> _PROMPT_
Every line of the following records that includes "There" should be copied.

----- SUPPLIED MATERIAL

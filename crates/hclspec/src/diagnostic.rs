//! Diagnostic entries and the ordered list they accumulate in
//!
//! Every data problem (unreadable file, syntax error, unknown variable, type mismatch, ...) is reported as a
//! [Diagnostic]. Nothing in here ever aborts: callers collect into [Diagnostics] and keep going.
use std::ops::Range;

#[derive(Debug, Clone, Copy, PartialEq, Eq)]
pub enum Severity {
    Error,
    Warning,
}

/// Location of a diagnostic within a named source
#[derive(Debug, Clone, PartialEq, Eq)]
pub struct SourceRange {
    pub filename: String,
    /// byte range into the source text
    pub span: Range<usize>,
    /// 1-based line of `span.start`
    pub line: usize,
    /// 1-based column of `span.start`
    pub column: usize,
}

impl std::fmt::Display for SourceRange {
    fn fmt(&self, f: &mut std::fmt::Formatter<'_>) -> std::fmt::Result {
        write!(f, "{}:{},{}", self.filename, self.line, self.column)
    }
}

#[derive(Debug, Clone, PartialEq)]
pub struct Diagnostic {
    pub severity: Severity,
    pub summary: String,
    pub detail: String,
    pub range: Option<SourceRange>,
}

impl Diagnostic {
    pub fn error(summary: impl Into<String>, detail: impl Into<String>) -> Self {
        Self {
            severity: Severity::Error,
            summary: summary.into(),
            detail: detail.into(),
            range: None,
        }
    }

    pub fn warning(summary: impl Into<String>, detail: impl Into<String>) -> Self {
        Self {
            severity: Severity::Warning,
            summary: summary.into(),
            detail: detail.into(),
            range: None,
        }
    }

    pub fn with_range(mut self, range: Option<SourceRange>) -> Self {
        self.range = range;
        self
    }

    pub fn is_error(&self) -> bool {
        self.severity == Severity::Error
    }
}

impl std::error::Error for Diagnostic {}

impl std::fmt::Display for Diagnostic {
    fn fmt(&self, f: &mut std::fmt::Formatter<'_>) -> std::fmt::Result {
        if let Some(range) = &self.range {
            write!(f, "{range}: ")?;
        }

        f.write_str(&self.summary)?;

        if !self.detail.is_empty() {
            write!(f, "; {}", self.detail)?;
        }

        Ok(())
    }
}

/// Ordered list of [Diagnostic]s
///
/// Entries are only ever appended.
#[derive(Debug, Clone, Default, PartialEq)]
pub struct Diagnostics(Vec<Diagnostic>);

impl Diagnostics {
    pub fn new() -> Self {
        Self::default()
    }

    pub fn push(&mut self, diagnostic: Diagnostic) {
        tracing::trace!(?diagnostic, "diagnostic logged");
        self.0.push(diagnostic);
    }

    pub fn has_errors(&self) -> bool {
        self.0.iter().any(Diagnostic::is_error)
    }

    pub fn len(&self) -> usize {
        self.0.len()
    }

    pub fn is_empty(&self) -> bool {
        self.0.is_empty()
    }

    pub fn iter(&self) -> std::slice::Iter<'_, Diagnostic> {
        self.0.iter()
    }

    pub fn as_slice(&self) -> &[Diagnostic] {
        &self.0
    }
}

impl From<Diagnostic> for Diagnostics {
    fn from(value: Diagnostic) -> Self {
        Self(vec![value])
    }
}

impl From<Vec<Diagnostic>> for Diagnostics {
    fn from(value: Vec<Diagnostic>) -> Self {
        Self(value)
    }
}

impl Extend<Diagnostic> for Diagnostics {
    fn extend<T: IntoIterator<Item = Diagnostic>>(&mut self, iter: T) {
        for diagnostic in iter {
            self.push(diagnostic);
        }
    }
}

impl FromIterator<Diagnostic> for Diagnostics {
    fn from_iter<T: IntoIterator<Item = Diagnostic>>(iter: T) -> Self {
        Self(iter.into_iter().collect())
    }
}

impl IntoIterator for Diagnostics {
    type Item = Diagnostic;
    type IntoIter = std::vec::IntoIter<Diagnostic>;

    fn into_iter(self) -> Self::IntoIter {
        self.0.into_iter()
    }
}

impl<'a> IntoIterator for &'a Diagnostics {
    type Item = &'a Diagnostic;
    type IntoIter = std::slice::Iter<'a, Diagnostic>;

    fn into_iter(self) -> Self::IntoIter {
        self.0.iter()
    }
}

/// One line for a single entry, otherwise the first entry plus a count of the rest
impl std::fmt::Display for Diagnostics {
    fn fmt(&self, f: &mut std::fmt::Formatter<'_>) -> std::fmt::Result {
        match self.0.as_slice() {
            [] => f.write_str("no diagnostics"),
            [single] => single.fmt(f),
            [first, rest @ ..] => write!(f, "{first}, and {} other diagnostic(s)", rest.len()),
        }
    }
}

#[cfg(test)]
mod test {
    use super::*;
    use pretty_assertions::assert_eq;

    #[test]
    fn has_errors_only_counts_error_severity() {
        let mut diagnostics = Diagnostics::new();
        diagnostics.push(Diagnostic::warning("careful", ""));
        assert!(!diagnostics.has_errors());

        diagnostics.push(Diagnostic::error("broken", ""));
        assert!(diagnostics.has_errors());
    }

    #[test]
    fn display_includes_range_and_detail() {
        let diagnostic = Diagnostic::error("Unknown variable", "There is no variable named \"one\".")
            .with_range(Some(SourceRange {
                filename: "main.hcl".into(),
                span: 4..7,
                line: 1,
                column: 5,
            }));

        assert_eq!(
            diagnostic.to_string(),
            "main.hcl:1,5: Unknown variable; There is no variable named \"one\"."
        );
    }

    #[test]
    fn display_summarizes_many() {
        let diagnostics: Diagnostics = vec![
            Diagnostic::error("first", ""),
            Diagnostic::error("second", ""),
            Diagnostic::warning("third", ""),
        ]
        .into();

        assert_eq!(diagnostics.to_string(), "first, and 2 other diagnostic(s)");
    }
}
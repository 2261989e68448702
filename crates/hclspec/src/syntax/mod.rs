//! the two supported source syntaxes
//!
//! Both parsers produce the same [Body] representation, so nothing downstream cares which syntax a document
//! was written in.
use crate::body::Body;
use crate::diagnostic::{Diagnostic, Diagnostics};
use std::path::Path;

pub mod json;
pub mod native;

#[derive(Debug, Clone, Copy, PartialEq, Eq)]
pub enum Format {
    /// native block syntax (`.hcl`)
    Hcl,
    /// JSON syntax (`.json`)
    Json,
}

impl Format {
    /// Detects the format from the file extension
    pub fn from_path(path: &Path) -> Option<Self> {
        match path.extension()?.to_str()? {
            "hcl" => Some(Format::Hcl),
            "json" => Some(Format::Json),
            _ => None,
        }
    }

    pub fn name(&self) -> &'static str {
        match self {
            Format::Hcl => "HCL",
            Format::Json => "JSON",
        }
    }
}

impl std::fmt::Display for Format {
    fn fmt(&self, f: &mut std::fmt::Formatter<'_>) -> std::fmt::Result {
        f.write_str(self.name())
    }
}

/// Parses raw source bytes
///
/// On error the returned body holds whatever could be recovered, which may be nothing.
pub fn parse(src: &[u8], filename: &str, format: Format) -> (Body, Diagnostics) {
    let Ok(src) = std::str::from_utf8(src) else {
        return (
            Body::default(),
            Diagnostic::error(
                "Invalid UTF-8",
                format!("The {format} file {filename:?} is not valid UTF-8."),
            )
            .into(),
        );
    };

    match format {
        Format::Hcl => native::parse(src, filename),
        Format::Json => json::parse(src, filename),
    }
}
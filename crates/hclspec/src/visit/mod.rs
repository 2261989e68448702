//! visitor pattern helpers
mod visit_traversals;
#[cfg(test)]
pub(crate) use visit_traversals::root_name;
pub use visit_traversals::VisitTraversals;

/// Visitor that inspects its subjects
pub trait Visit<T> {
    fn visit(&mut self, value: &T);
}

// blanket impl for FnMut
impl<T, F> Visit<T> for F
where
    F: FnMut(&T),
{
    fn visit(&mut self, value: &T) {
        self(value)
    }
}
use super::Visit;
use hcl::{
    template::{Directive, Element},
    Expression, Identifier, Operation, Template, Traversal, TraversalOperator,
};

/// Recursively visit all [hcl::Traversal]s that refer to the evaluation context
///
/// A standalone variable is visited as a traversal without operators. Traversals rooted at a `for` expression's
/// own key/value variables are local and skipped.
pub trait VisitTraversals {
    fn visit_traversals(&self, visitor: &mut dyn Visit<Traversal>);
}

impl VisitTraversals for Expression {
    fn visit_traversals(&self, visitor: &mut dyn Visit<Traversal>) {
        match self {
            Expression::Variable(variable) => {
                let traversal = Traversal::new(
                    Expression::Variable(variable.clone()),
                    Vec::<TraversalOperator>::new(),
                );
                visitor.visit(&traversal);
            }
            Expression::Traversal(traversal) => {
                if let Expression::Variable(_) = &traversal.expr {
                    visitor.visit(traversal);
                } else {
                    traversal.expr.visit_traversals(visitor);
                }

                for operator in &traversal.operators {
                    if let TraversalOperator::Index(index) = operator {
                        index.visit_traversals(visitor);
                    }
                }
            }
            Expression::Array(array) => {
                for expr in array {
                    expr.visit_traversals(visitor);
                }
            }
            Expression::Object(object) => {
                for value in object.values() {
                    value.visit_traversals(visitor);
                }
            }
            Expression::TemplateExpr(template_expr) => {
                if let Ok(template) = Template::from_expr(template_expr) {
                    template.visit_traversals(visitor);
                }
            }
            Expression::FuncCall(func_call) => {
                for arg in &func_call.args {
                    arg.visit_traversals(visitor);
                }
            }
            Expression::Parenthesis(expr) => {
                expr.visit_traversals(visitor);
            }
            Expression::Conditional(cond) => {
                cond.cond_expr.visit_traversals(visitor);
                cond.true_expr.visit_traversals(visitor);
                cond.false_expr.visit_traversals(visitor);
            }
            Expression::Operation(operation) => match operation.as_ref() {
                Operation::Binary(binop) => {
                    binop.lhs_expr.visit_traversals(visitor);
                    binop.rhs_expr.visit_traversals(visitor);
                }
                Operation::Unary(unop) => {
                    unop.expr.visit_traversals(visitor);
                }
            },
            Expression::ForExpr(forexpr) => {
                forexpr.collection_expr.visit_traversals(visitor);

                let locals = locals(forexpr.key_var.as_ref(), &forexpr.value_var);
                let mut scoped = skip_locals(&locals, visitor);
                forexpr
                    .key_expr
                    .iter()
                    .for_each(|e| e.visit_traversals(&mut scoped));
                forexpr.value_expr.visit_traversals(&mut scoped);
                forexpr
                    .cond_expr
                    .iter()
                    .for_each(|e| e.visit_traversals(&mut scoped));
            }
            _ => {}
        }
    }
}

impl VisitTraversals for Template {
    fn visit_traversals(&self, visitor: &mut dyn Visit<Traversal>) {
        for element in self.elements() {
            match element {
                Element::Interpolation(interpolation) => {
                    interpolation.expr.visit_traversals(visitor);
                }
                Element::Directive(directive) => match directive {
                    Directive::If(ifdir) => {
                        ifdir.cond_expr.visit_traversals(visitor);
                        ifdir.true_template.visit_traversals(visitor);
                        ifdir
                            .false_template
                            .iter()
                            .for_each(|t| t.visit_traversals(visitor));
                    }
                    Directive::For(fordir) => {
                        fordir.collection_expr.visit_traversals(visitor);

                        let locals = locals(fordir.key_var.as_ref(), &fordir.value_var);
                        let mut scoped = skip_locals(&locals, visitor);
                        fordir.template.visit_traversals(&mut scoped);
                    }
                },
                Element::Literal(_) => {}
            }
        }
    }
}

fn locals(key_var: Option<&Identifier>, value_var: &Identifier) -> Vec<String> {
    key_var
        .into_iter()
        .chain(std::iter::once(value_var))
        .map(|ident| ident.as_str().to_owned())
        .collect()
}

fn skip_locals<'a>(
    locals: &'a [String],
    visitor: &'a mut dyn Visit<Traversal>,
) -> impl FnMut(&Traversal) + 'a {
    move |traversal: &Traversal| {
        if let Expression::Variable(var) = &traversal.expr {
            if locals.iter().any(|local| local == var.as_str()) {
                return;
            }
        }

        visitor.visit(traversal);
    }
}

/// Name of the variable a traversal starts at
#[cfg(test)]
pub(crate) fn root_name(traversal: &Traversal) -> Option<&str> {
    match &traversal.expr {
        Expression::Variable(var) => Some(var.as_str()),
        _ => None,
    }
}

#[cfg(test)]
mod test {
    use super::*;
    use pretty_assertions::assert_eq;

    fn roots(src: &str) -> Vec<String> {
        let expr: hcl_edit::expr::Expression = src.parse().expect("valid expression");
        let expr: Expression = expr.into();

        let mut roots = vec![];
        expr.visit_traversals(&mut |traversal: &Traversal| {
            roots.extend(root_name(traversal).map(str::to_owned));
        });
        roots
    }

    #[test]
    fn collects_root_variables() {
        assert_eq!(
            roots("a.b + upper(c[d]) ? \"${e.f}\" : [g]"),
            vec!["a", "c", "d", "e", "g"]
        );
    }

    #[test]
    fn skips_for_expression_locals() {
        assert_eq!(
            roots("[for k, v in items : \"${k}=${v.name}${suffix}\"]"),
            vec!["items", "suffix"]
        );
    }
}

----------

> _ANSWER TO THIS PROBLEM_
        let diagnostic = Diagnostic::error("Unknown variable", "There is no variable named \"one\".")
            "main.hcl:1,5: Unknown variable; There is no variable named \"one\"."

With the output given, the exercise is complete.